*Requirement:* Read the lines below. Copy out any that hold the string "FromStr".
######
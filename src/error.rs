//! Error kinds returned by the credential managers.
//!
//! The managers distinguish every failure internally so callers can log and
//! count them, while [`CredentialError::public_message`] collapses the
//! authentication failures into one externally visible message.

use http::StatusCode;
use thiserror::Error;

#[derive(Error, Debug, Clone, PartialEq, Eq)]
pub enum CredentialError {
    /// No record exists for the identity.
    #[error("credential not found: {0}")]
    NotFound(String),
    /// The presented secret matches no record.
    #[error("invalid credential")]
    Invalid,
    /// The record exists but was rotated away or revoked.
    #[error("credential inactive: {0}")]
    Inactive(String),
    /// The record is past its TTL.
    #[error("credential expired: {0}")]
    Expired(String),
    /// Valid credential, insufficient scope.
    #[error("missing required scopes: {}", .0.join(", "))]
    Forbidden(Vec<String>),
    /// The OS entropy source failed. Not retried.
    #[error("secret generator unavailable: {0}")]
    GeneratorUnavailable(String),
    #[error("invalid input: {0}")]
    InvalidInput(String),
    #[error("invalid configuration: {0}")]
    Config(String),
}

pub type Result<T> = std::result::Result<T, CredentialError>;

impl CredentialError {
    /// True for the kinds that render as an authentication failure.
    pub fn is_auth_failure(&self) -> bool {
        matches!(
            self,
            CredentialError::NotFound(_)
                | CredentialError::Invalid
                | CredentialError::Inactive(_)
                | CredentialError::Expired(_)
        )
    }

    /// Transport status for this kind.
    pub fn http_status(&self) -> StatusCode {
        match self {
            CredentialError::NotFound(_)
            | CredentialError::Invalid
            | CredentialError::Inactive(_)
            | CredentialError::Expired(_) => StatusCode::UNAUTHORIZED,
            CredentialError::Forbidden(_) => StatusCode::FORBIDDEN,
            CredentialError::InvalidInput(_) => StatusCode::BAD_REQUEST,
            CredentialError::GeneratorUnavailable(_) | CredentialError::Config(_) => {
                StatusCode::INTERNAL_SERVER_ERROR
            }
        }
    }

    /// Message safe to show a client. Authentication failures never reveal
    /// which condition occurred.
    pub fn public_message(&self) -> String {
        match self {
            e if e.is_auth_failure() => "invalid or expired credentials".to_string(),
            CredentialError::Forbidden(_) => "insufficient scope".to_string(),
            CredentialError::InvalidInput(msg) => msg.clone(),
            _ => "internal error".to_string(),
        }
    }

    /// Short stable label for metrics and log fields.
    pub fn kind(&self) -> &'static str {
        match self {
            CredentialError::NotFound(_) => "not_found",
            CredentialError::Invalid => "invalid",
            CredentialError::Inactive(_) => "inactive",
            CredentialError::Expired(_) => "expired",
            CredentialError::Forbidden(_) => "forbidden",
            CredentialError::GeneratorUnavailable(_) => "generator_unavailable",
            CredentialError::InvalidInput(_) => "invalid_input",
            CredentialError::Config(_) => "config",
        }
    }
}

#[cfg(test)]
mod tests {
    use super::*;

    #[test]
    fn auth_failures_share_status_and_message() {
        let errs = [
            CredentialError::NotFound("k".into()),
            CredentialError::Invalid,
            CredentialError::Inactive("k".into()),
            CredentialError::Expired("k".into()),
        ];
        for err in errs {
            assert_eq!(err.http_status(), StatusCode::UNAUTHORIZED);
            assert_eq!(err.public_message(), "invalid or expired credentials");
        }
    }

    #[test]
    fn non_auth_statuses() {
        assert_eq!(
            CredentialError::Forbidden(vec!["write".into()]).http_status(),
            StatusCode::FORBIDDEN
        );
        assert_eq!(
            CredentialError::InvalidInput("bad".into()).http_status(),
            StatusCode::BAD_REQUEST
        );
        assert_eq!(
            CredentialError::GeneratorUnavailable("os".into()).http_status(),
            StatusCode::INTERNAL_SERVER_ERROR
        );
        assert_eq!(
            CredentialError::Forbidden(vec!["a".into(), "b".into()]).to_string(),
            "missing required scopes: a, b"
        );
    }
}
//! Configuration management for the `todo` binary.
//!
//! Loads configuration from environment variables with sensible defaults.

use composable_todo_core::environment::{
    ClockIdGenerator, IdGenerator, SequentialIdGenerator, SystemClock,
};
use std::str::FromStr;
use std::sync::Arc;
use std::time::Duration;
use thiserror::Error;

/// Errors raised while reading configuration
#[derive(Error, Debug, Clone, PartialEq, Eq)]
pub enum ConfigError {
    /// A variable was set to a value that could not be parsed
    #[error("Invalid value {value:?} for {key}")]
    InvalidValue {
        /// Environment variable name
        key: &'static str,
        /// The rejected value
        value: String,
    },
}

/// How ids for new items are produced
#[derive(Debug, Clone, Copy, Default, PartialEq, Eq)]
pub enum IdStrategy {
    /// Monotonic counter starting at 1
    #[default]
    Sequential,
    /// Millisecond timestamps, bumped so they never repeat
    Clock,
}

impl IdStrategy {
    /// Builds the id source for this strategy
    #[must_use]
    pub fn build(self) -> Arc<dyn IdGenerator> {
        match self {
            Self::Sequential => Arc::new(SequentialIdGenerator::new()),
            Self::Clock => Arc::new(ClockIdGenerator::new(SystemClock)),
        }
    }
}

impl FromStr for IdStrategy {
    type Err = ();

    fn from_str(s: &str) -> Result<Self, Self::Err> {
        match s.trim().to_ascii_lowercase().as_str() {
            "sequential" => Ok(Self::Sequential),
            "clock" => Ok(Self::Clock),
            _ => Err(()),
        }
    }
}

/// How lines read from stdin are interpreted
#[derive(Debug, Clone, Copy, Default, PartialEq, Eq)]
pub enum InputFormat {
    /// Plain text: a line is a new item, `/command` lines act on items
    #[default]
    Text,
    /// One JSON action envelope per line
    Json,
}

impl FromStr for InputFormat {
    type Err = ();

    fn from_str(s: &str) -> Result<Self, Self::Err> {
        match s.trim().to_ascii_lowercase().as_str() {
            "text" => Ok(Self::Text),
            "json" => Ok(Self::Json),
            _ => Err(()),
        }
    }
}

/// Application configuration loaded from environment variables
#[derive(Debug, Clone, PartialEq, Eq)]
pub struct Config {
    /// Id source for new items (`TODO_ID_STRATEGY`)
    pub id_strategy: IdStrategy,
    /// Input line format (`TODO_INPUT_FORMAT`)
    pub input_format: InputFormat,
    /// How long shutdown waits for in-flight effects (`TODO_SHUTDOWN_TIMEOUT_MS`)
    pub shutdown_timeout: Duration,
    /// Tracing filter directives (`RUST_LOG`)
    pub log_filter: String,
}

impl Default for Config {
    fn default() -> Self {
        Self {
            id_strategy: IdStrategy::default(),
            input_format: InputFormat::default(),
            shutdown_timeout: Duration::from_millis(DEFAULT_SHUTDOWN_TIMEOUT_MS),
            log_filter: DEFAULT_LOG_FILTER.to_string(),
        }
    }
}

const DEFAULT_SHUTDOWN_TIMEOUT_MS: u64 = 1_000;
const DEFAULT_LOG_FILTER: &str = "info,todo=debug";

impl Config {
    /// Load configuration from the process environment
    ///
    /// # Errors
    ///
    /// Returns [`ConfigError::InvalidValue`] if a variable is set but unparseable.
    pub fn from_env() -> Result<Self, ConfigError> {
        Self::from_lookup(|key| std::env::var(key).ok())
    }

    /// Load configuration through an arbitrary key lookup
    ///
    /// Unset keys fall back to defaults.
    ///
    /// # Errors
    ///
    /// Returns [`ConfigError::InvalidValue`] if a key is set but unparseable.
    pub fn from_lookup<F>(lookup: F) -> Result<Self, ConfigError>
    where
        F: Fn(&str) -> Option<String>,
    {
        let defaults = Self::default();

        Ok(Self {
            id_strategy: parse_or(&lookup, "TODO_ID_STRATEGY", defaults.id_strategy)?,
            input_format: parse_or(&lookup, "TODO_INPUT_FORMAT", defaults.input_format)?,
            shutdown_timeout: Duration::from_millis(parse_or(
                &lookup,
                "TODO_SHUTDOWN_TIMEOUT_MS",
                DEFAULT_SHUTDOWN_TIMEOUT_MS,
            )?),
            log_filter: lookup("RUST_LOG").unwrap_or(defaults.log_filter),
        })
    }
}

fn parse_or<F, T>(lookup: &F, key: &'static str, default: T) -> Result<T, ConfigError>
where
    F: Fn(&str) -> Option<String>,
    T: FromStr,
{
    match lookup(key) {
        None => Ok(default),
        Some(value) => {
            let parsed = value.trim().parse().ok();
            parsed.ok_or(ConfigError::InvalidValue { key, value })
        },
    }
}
######
*Response to this exercise:*
use std::str::FromStr;
impl FromStr for IdStrategy {
impl FromStr for InputFormat {
    T: FromStr,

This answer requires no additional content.